At Nevrax, LAS ran as master/slave pairs on the PD backup machines, with per-shard PDRootDirectory paths.

Current Status

The PDS delta logging pipeline is disconnected. During the Shard Unifier transition, the backup service interface was refactored and the dedicated PD backup interface (_PDBsi) was removed from _backup_service_interface_singleton.cpp, along with the PDBSHost/SlavePDBSHost config variables. This broke compilation of the delta-writing code in pd_lib.cpp, which was resolved by commenting it out (lines 620-703). The update queue is now silently cleared every 5 seconds.

Character and guild persistence is unaffected — the PDR/BS save path works independently.

Benefits of Restoring PDS

  • Change history: Every column update logged with a timestamp. GMs can answer "when exactly did this guild lose money?" or "what changed on this player's missions in the last hour?" Currently each save overwrites the previous file with no change history.
  • LAS investigation: Structured queries across delta logs by entity ID, time range, column path, or string search.
  • Incremental I/O: Only changed columns written each tick, rather than re-serializing entire character blobs periodically.

Next Steps

Reconnect delta logging: Rewire the commented-out logging code in pd_lib.cpp (lines 620-703) to use BsiGlobal or the shard-dependent Bsi instead of the removed _PDBsi. Since BS is now domain-wide with per-shard subdirectories via SaveFilesDirectory, a dedicated PD backup pair is no longer needed.
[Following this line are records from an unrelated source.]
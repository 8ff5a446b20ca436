use glam::{IVec2, UVec2, Vec2, Vec3};
use prism_gfx::commands::command_buffer::GfxCommandBuffer;
use prism_gfx::resources::image::GfxImage2D;
use prism_render_interface::pipeline_settings::DenoiseSettings;
use prism_shader_binding::prismsl;

use crate::resources::frame_buffers::{GBuffer, HistoryBuffers};

/// 一个像素的历史
#[derive(Copy, Clone, Debug)]
struct HistoryTexel {
    radiance: Vec3,
    normal: Vec3,
    depth: f32,
    length: f32,
}

/// 时域降噪
///
/// 通过 motion vector 回到上一帧，双线性读取历史；
/// 法线或深度差异过大的 tap 被丢弃，全部丢弃时历史长度清零。
/// 新样本的权重为 `1 / (1 + len)`，`len` 有上限，所以历史按指数衰减。
pub struct TemporalDenoisePass;
impl TemporalDenoisePass {
    pub fn exec(
        &self,
        cmd: &mut GfxCommandBuffer,
        settings: &DenoiseSettings,
        gbuffer: &GBuffer,
        previous: &HistoryBuffers,
        current: &mut HistoryBuffers,
    ) {
        let _span = tracy_client::span!("TemporalDenoisePass::exec");

        let texels =
            cmd.dispatch_2d("temporal-denoise", gbuffer.extent(), |pixel| Self::filter(settings, gbuffer, previous, pixel));
        for (idx, texel) in texels.into_iter().enumerate() {
            current.radiance.texels_mut()[idx] = texel.radiance;
            current.normal.texels_mut()[idx] = texel.normal;
            current.depth.texels_mut()[idx] = texel.depth;
            current.length.texels_mut()[idx] = texel.length;
        }
    }

    fn filter(settings: &DenoiseSettings, gbuffer: &GBuffer, previous: &HistoryBuffers, pixel: UVec2) -> HistoryTexel {
        let radiance = gbuffer.radiance.load(pixel);
        let normal = gbuffer.normal.load(pixel);
        let depth = gbuffer.depth.load(pixel);
        let reset = HistoryTexel {
            radiance,
            normal,
            depth,
            length: 0.0,
        };
        if !settings.temporal_enabled || gbuffer.instance_id.load(pixel) == prismsl::INVALID_ID {
            return reset;
        }

        // 上一帧中的连续像素坐标，texel 中心在 +0.5
        let extent = gbuffer.extent().as_vec2();
        let prev_uv = (pixel.as_vec2() + 0.5) / extent - gbuffer.motion.load(pixel);
        let prev_pos = prev_uv * extent - 0.5;
        let base = prev_pos.floor();
        let frac = prev_pos - base;
        let base = base.as_ivec2();

        let mut weight_sum = 0.0;
        let mut history = Vec3::ZERO;
        let mut length = 0.0;
        for offset in [IVec2::new(0, 0), IVec2::new(1, 0), IVec2::new(0, 1), IVec2::new(1, 1)] {
            let w = helper::bilinear_weight(frac, offset);
            if w <= 0.0 {
                continue;
            }
            let tap = base + offset;
            let (Some(prev_depth), Some(prev_normal)) =
                (previous.depth.try_load(tap.x, tap.y), previous.normal.try_load(tap.x, tap.y))
            else {
                continue;
            };
            if !helper::is_consistent(settings, normal, depth, prev_normal, prev_depth) {
                continue;
            }
            let Some(prev_radiance) = previous.radiance.try_load(tap.x, tap.y) else {
                continue;
            };
            weight_sum += w;
            history += prev_radiance * w;
            length += previous.length.try_load(tap.x, tap.y).unwrap_or(0.0) * w;
        }
        if weight_sum < 1e-4 {
            return reset;
        }

        let history = history / weight_sum;
        let length = (length / weight_sum + 1.0).min(settings.max_history_len.max(1.0));
        let alpha = 1.0 / (1.0 + length);
        HistoryTexel {
            radiance: history.lerp(radiance, alpha),
            normal,
            depth,
            length,
        }
    }
}

/// 交给外部降噪器的专用 buffer
pub struct ExternalDenoiseImages {
    pub albedo: GfxImage2D<Vec3>,
    pub normal: GfxImage2D<Vec3>,
    /// 带噪声的输入
    pub color: GfxImage2D<Vec3>,
    /// 降噪器的输出，调用前初始化为输入
    pub output: GfxImage2D<Vec3>,
}
impl ExternalDenoiseImages {
    pub fn new(extent: UVec2) -> Self {
        Self {
            albedo: GfxImage2D::new(extent, Vec3::ZERO, "external-denoise-albedo"),
            normal: GfxImage2D::new(extent, Vec3::ZERO, "external-denoise-normal"),
            color: GfxImage2D::new(extent, Vec3::ZERO, "external-denoise-color"),
            output: GfxImage2D::new(extent, Vec3::ZERO, "external-denoise-output"),
        }
    }

    #[inline]
    pub fn extent(&self) -> UVec2 {
        self.color.extent()
    }
}

/// 由宿主提供的外部降噪器
pub trait ExternalDenoiser {
    fn name(&self) -> &str;

    /// 读取 `albedo` / `normal` / `color`，结果写入 `output`
    fn denoise(&mut self, images: &mut ExternalDenoiseImages) -> anyhow::Result<()>;
}

/// 调用外部降噪器，失败时保留未滤波的结果
#[derive(Default)]
pub struct ExternalDenoisePass {
    images: Option<ExternalDenoiseImages>,
}
impl ExternalDenoisePass {
    /// 返回是否使用了外部降噪的结果
    pub fn exec(
        &mut self,
        cmd: &mut GfxCommandBuffer,
        denoiser: &mut dyn ExternalDenoiser,
        gbuffer: &GBuffer,
        color: &mut GfxImage2D<Vec3>,
    ) -> bool {
        let _span = tracy_client::span!("ExternalDenoisePass::exec");

        let extent = color.extent();
        if self.images.as_ref().is_some_and(|images| images.extent() != extent) {
            self.images = None;
        }
        let images = self.images.get_or_insert_with(|| ExternalDenoiseImages::new(extent));
        images.albedo.copy_from(&gbuffer.base_color);
        images.normal.copy_from(&gbuffer.normal);
        images.color.copy_from(color);
        images.output.copy_from(color);
        cmd.pipeline_barrier("external-denoise-input");

        match denoiser.denoise(images) {
            Ok(()) => {
                color.copy_from(&images.output);
                true
            }
            Err(e) => {
                log::error!("external denoiser {} failed, keep the unfiltered frame: {e:#}", denoiser.name());
                false
            }
        }
    }
}

mod helper {
    use super::*;

    #[inline]
    pub fn bilinear_weight(frac: Vec2, offset: IVec2) -> f32 {
        let wx = if offset.x == 0 { 1.0 - frac.x } else { frac.x };
        let wy = if offset.y == 0 { 1.0 - frac.y } else { frac.y };
        wx * wy
    }

    /// 法线与深度都足够接近时才认为是同一个表面
    pub fn is_consistent(
        settings: &DenoiseSettings,
        normal: Vec3,
        depth: f32,
        prev_normal: Vec3,
        prev_depth: f32,
    ) -> bool {
        if !prev_depth.is_finite() || !depth.is_finite() {
            return false;
        }
        normal.dot(prev_normal) >= settings.normal_tolerance
            && (depth - prev_depth).abs() <= settings.depth_tolerance * depth.max(1e-3)
    }
}
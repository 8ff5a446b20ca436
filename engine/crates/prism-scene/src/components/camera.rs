use glam::{EulerRot, Mat4, Vec3};

/// 透视相机
///
/// 位置 + YXZ 欧拉角，没有旋转时看向 -Z。
#[derive(Copy, Clone, Debug, PartialEq)]
pub struct CameraComponent {
    pub position: Vec3,

    pub euler_yaw_deg: f32,
    pub euler_pitch_deg: f32,
    pub euler_roll_deg: f32,

    /// 垂直方向的视角
    pub fov_y_deg: f32,
    pub near: f32,
    pub far: f32,
}
impl Default for CameraComponent {
    fn default() -> Self {
        Self {
            position: Vec3::ZERO,
            euler_yaw_deg: 0.0,
            euler_pitch_deg: 0.0,
            euler_roll_deg: 0.0,
            fov_y_deg: 45.0,
            near: 0.01,
            far: 1000.0,
        }
    }
}
impl CameraComponent {
    /// 相机的上参考向量
    const CAMERA_UP: Vec3 = Vec3::new(0.0, 1.0, 0.0);

    /// YXZ 表示 Y(yaw)-X(Pitch)-Z(Roll) 的旋转顺序
    const CAMERA_EULER: EulerRot = EulerRot::YXZ;

    /// 没有旋转的情况下，相机看向的是 -Z
    const CAMERA_FORWARD: Vec3 = Vec3::new(0.0, 0.0, -1.0);

    const CAMERA_RIGHT: Vec3 = Vec3::new(1.0, 0.0, 0.0);

    const K_PITCH: f32 = 89.5;

    /// 位于 `position`，看向 `target`，roll 为 0
    pub fn look_at(position: Vec3, target: Vec3) -> Self {
        let mut camera = Self {
            position,
            ..Default::default()
        };
        let dir = (target - position).normalize_or_zero();
        if dir != Vec3::ZERO {
            camera.euler_pitch_deg = dir.y.clamp(-1.0, 1.0).asin().to_degrees().clamp(-Self::K_PITCH, Self::K_PITCH);
            camera.euler_yaw_deg = (-dir.x).atan2(-dir.z).to_degrees();
        }
        camera
    }

    pub fn with_fov(mut self, fov_y_deg: f32) -> Self {
        self.fov_y_deg = fov_y_deg;
        self
    }

    #[inline]
    fn rotation(&self) -> Mat4 {
        Mat4::from_euler(
            Self::CAMERA_EULER,
            self.euler_yaw_deg.to_radians(),
            self.euler_pitch_deg.to_radians(),
            self.euler_roll_deg.to_radians(),
        )
    }

    pub fn forward(&self) -> Vec3 {
        self.rotation().transform_vector3(Self::CAMERA_FORWARD)
    }

    pub fn right(&self) -> Vec3 {
        self.rotation().transform_vector3(Self::CAMERA_RIGHT)
    }

    pub fn up(&self) -> Vec3 {
        self.rotation().transform_vector3(Self::CAMERA_UP)
    }

    pub fn view_matrix(&self) -> Mat4 {
        Mat4::look_to_rh(self.position, self.forward(), self.up())
    }

    pub fn projection_matrix(&self, aspect: f32) -> Mat4 {
        Mat4::perspective_rh(self.fov_y_deg.to_radians(), aspect, self.near, self.far)
    }

    /// 朝相机看向的方向进行移动
    pub fn move_forward(&mut self, length: f32) {
        self.position += self.forward() * length;
    }

    pub fn move_right(&mut self, length: f32) {
        self.position += self.right() * length;
    }

    pub fn rotate_yaw(&mut self, angle: f32) {
        self.euler_yaw_deg = (self.euler_yaw_deg + angle).rem_euclid(360.0);
    }

    pub fn rotate_pitch(&mut self, angle: f32) {
        self.euler_pitch_deg = (self.euler_pitch_deg + angle).clamp(-Self::K_PITCH, Self::K_PITCH);
    }
}

#[cfg(test)]
mod tests {
    use super::*;

    #[test]
    fn test_look_at() {
        let camera = CameraComponent::look_at(Vec3::new(0.0, 0.0, 3.0), Vec3::ZERO);
        assert!(camera.forward().abs_diff_eq(Vec3::NEG_Z, 1e-5));
        assert!(camera.right().abs_diff_eq(Vec3::X, 1e-5));

        let camera = CameraComponent::look_at(Vec3::ZERO, Vec3::new(1.0, 1.0, 0.0));
        assert!(camera.forward().abs_diff_eq(Vec3::new(1.0, 1.0, 0.0).normalize(), 1e-5));
    }

    #[test]
    fn test_view_matrix_moves_target_to_neg_z() {
        let camera = CameraComponent::look_at(Vec3::new(2.0, 1.0, 5.0), Vec3::new(2.0, 1.0, 0.0));
        let p = camera.view_matrix().transform_point3(Vec3::new(2.0, 1.0, 0.0));
        assert!(p.abs_diff_eq(Vec3::new(0.0, 0.0, -5.0), 1e-5));
    }
}
pub mod cube;
pub mod quad;
pub mod triangle;
use std::fs;
use std::path::Path;

use anyhow::Context;
use serde::Deserialize;

use crate::pipeline_settings::{FrameSettings, PipelineSettings};

/// 渲染器配置文件
///
/// ```toml
/// [frame]
/// width = 640
/// height = 480
///
/// [pipeline]
/// shading_mode = "deferred"
/// visibility_mode = "rasterized"
///
/// [pipeline.denoise]
/// max_history_len = 16.0
/// ```
#[derive(Clone, Debug, Default, PartialEq, Deserialize)]
#[serde(default)]
pub struct RendererConfig {
    pub frame: FrameSettings,
    pub pipeline: PipelineSettings,
    /// 连续渲染的帧数
    pub frame_count: u32,
}
impl RendererConfig {
    pub fn from_file(path: impl AsRef<Path>) -> anyhow::Result<Self> {
        let path = path.as_ref();
        let content =
            fs::read_to_string(path).with_context(|| format!("Failed to read renderer config: {}", path.display()))?;
        Self::from_toml_str(&content).with_context(|| format!("Failed to parse renderer config: {}", path.display()))
    }

    pub fn from_toml_str(content: &str) -> anyhow::Result<Self> {
        let config: Self = toml::from_str(content)?;
        if config.frame.width == 0 || config.frame.height == 0 {
            anyhow::bail!("frame extent must not be zero: {}x{}", config.frame.width, config.frame.height);
        }
        Ok(config)
    }
}
pub mod frame_buffers;
//! Trend strength and support / resistance levels.
//!
//! Trend strength is the least-squares slope of the closes in the clipped
//! window divided by the latest close, so it reads as a fraction per bar.
//!
//! Support and resistance are the lowest low and highest high of the `n` bars
//! strictly before the current bar. The first bar has no prior bars and uses
//! its own range.

use crate::domain::bar::PriceBar;
use crate::domain::indicator::{
    clipped_window, IndicatorPoint, IndicatorSeries, IndicatorType, IndicatorValue,
};

/// Ordinary least-squares slope of `ys` against 0, 1, 2, ...
pub fn least_squares_slope(ys: &[f64]) -> f64 {
    let n = ys.len();
    if n < 2 {
        return 0.0;
    }
    let x_mean = (n - 1) as f64 / 2.0;
    let y_mean = ys.iter().sum::<f64>() / n as f64;

    let (num, den) = ys
        .iter()
        .enumerate()
        .fold((0.0, 0.0), |(num, den), (x, y)| {
            let dx = x as f64 - x_mean;
            (num + dx * (y - y_mean), den + dx * dx)
        });

    if den == 0.0 { 0.0 } else { num / den }
}

pub fn calculate_trend_strength(bars: &[PriceBar], period: usize) -> IndicatorSeries {
    if period == 0 {
        return IndicatorSeries::empty(IndicatorType::TrendStrength(period));
    }

    let closes: Vec<f64> = bars.iter().map(|b| b.close).collect();
    let values = bars
        .iter()
        .enumerate()
        .map(|(i, bar)| {
            let (start, full_window) = clipped_window(i, period);
            let slope = least_squares_slope(&closes[start..=i]);
            let strength = if bar.close > 0.0 { slope / bar.close } else { 0.0 };
            IndicatorPoint {
                date: bar.date,
                full_window,
                value: IndicatorValue::Simple(strength),
            }
        })
        .collect();

    IndicatorSeries {
        indicator_type: IndicatorType::TrendStrength(period),
        values,
    }
}

pub fn calculate_support_resistance(bars: &[PriceBar], period: usize) -> IndicatorSeries {
    if period == 0 {
        return IndicatorSeries::empty(IndicatorType::SupportResistance(period));
    }

    let values = bars
        .iter()
        .enumerate()
        .map(|(i, bar)| {
            let prior = if i == 0 {
                &bars[0..1]
            } else {
                &bars[i.saturating_sub(period)..i]
            };
            let support = prior.iter().map(|b| b.low).fold(f64::INFINITY, f64::min);
            let resistance = prior
                .iter()
                .map(|b| b.high)
                .fold(f64::NEG_INFINITY, f64::max);
            IndicatorPoint {
                date: bar.date,
                full_window: i >= period,
                value: IndicatorValue::Range {
                    support,
                    resistance,
                },
            }
        })
        .collect();

    IndicatorSeries {
        indicator_type: IndicatorType::SupportResistance(period),
        values,
    }
}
Enable PDS server mode: Call usePDS() from EGS/IOS init (gated by a config variable) and configure a PDS service instance at the domain level.

Continue the migration: Move characters, items, and inventories to .pds schemas. The pd_parser tool and schema language are ready — the work is in writing the .pds schemas and replacing the manual PERSISTENT_DATA macro blocks.